» **What you will do**
What is needed here is every line of the records that includes "ScrubError".

━━━━━ Record set

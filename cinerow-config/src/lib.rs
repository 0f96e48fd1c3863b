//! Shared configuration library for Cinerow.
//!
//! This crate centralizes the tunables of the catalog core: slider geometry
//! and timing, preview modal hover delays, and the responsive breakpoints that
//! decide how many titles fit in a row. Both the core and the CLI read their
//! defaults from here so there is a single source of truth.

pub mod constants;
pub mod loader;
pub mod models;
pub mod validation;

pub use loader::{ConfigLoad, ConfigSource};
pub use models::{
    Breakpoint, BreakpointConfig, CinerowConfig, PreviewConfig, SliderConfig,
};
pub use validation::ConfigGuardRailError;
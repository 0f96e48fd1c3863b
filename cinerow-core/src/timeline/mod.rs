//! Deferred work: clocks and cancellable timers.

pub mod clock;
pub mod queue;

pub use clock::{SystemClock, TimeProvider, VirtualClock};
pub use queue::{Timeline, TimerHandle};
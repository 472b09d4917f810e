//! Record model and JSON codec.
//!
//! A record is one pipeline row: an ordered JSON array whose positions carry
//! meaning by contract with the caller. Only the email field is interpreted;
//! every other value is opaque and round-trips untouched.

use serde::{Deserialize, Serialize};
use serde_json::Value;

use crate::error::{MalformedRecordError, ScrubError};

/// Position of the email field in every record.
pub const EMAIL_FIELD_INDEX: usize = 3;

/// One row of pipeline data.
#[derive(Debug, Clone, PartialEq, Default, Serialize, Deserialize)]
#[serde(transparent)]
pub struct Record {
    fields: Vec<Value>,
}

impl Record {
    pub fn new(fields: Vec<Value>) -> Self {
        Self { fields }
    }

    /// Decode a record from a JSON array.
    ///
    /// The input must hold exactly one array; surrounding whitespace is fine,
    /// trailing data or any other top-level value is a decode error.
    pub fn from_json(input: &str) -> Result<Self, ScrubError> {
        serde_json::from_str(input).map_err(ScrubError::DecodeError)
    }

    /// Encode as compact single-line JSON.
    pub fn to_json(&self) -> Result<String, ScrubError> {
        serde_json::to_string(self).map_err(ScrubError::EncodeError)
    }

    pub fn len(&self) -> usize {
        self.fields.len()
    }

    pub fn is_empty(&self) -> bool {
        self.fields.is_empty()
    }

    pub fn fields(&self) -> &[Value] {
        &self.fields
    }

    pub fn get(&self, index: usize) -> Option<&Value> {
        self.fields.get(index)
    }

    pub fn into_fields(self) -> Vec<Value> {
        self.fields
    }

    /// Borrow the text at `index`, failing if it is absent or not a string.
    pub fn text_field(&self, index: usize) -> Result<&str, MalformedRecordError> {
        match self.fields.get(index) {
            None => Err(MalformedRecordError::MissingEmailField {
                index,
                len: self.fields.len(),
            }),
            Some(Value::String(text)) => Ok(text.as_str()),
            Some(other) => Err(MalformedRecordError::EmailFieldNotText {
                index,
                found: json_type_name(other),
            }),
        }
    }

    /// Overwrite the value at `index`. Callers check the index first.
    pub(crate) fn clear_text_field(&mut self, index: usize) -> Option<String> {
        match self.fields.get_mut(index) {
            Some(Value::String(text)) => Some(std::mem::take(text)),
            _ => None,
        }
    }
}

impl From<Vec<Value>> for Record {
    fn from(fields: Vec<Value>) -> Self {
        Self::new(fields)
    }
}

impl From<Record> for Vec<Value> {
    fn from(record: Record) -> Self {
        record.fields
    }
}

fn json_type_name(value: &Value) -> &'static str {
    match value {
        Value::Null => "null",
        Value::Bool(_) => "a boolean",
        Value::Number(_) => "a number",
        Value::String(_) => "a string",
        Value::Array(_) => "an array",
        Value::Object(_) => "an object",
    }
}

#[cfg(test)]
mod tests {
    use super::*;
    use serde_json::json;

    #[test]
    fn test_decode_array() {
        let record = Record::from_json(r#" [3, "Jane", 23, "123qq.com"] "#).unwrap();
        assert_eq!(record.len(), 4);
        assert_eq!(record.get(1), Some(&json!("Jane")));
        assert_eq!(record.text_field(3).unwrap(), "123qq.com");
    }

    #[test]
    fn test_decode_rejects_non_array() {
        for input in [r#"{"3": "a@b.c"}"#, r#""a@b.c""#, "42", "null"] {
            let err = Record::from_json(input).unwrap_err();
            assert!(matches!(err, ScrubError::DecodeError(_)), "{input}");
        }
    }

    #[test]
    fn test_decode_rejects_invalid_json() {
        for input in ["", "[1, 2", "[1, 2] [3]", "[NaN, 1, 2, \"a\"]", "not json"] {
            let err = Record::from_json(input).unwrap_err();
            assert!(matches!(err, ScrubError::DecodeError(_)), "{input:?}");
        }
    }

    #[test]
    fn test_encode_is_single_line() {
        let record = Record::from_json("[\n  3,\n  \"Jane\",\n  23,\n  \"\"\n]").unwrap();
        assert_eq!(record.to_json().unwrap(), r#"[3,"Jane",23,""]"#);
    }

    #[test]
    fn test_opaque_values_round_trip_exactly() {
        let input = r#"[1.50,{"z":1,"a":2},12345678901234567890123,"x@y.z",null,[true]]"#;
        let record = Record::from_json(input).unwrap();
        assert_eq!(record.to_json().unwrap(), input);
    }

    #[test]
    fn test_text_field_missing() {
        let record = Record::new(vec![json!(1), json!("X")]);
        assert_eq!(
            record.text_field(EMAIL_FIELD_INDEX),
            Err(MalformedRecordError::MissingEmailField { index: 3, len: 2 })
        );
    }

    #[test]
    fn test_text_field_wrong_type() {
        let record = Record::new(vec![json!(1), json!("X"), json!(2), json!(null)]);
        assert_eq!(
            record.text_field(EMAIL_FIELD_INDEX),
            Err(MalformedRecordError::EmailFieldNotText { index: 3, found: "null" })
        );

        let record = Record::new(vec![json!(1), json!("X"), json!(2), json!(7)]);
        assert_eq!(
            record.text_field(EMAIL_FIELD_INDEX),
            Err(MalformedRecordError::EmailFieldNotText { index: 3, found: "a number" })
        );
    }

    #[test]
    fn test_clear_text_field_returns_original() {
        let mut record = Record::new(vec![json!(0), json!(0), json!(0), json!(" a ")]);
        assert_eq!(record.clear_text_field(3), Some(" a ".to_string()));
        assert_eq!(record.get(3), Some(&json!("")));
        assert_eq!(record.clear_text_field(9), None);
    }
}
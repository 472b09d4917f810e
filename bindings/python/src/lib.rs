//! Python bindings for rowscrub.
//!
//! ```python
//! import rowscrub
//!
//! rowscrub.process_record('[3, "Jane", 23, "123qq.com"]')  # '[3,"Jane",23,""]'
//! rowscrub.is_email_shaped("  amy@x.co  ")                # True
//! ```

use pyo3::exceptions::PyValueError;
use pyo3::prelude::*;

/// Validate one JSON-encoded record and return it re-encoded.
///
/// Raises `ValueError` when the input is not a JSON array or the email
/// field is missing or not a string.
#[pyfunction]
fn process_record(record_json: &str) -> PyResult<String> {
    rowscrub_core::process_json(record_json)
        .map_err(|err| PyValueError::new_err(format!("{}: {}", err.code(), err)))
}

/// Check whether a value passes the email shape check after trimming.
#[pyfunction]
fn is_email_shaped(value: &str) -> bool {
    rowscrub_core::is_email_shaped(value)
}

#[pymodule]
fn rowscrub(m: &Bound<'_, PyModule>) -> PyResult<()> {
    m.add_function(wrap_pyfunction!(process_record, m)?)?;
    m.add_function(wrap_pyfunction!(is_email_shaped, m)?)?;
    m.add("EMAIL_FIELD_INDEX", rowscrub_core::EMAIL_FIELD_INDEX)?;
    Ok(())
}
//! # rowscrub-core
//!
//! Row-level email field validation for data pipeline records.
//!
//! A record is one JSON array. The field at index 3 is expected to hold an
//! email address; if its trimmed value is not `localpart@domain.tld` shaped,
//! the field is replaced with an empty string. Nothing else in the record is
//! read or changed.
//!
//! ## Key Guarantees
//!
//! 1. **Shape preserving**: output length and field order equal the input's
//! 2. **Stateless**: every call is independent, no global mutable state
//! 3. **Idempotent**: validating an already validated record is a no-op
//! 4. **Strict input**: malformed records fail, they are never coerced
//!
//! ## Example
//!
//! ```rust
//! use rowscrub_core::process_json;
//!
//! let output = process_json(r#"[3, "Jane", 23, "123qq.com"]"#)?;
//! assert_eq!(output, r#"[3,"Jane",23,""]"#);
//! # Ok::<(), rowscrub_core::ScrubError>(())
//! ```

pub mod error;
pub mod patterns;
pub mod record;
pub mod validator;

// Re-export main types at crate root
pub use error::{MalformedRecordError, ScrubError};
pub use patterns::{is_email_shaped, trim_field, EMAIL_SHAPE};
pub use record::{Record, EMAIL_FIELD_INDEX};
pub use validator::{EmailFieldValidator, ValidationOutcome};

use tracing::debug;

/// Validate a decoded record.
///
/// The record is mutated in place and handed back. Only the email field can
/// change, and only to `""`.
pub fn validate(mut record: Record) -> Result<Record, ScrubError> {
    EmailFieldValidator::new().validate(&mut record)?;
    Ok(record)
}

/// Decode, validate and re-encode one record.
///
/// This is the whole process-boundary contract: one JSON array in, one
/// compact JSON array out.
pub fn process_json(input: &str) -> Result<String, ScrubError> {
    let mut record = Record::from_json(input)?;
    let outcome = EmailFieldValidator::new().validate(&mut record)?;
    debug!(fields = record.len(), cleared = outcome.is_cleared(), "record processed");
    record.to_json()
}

━━━━━━━━━━

» **Result of this exercise**
use crate::error::{MalformedRecordError, ScrubError};
    pub fn from_json(input: &str) -> Result<Self, ScrubError> {
        serde_json::from_str(input).map_err(ScrubError::DecodeError)
    pub fn to_json(&self) -> Result<String, ScrubError> {
        serde_json::to_string(self).map_err(ScrubError::EncodeError)
            assert!(matches!(err, ScrubError::DecodeError(_)), "{input}");
            assert!(matches!(err, ScrubError::DecodeError(_)), "{input:?}");
//! # Ok::<(), rowscrub_core::ScrubError>(())
pub use error::{MalformedRecordError, ScrubError};
pub fn validate(mut record: Record) -> Result<Record, ScrubError> {
pub fn process_json(input: &str) -> Result<String, ScrubError> {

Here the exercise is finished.